▶ [What this task involves]:
Read through the records below and copy each line that uses the word "must".

▶ [Data section]:
- - - -

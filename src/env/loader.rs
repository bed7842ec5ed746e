use std::{
    fs,
    path::{Path, PathBuf},
};

use anyhow::{bail, Context, Result};
use serde_json::Value;
use tracing::warn;

use crate::files::{find_file, ENVIRONMENT};

use super::Environment;

/// Merges the flat JSON object stored at `path` into `env`.
pub fn load_env_file(path: &Path, env: &mut Environment) -> Result<PathBuf> {
    let content =
        fs::read_to_string(path).with_context(|| format!("reading env file {}", path.display()))?;
    let parsed: Value = serde_json::from_str(&content)
        .with_context(|| format!("parsing env file {}", path.display()))?;

    let Value::Object(values) = parsed else {
        bail!("env file {} must contain a JSON object", path.display());
    };
    env.merge(values);

    Ok(path.to_path_buf())
}

/// Builds an environment from comma separated source names, merged in the
/// order given. Names that resolve to no file are skipped.
pub fn gather_environment(
    working_folder: &Path,
    names: Option<&str>,
) -> Result<(Environment, Vec<PathBuf>)> {
    let mut env = Environment::new();
    let mut env_files = Vec::new();

    let Some(names) = names else {
        return Ok((env, env_files));
    };

    for name in names.split(',').map(str::trim).filter(|n| !n.is_empty()) {
        match find_file(working_folder, name, ENVIRONMENT, None) {
            Some(path) => env_files.push(load_env_file(&path, &mut env)?),
            None => warn!(environment = name, "environment file not found"),
        }
    }

    Ok((env, env_files))
}

#[cfg(test)]
mod tests {
    use super::*;
    use anyhow::Result;
    use serde_json::json;
    use tempfile::tempdir;

    fn write_env(root: &Path, name: &str, contents: &str) -> Result<PathBuf> {
        let dir = root.join(ENVIRONMENT);
        fs::create_dir_all(&dir)?;
        let path = dir.join(format!("{name}.json"));
        fs::write(&path, contents)?;
        Ok(path)
    }

    #[test]
    fn load_env_file_merges_values() -> Result<()> {
        let temp = tempdir()?;
        let path = write_env(
            temp.path(),
            "vars",
            r#"{"FOO": "bar", "COUNT": 3, "IDS": [1, 2]}"#,
        )?;

        let mut env = Environment::new();
        env.set("FOO", "old");
        load_env_file(&path, &mut env)?;

        assert_eq!(env.get("FOO"), Some(&json!("bar")));
        assert_eq!(env.get("COUNT"), Some(&json!(3)));
        assert_eq!(env.get("IDS"), Some(&json!([1, 2])));
        Ok(())
    }

    #[test]
    fn load_env_file_rejects_non_objects() -> Result<()> {
        let temp = tempdir()?;
        let path = write_env(temp.path(), "list", "[1, 2]")?;

        let err = load_env_file(&path, &mut Environment::new()).unwrap_err();
        assert!(err.to_string().contains("must contain a JSON object"));
        Ok(())
    }

    #[test]
    fn load_env_file_propagates_parse_errors() -> Result<()> {
        let temp = tempdir()?;
        let path = write_env(temp.path(), "broken", "{not json")?;

        let err = load_env_file(&path, &mut Environment::new()).unwrap_err();
        assert!(err.to_string().contains("parsing env file"));
        Ok(())
    }

    #[test]
    fn gather_environment_merges_sources_in_order() -> Result<()> {
        let temp = tempdir()?;
        write_env(temp.path(), "base", r#"{"HOST": "base.example.com", "USER": "ada"}"#)?;
        write_env(temp.path(), "override", r#"{"HOST": "override.example.com"}"#)?;

        let (env, files) = gather_environment(temp.path(), Some("base, override,missing"))?;

        assert_eq!(env.get_string("HOST").as_deref(), Some("override.example.com"));
        assert_eq!(env.get_string("USER").as_deref(), Some("ada"));
        assert_eq!(files.len(), 2);
        Ok(())
    }

    #[test]
    fn gather_environment_without_names_is_empty() -> Result<()> {
        let temp = tempdir()?;
        let (env, files) = gather_environment(temp.path(), None)?;
        assert!(env.is_empty());
        assert!(files.is_empty());
        Ok(())
    }
}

- - - -

▶ [Task answer]:
        bail!("env file {} must contain a JSON object", path.display());
        assert!(err.to_string().contains("must contain a JSON object"));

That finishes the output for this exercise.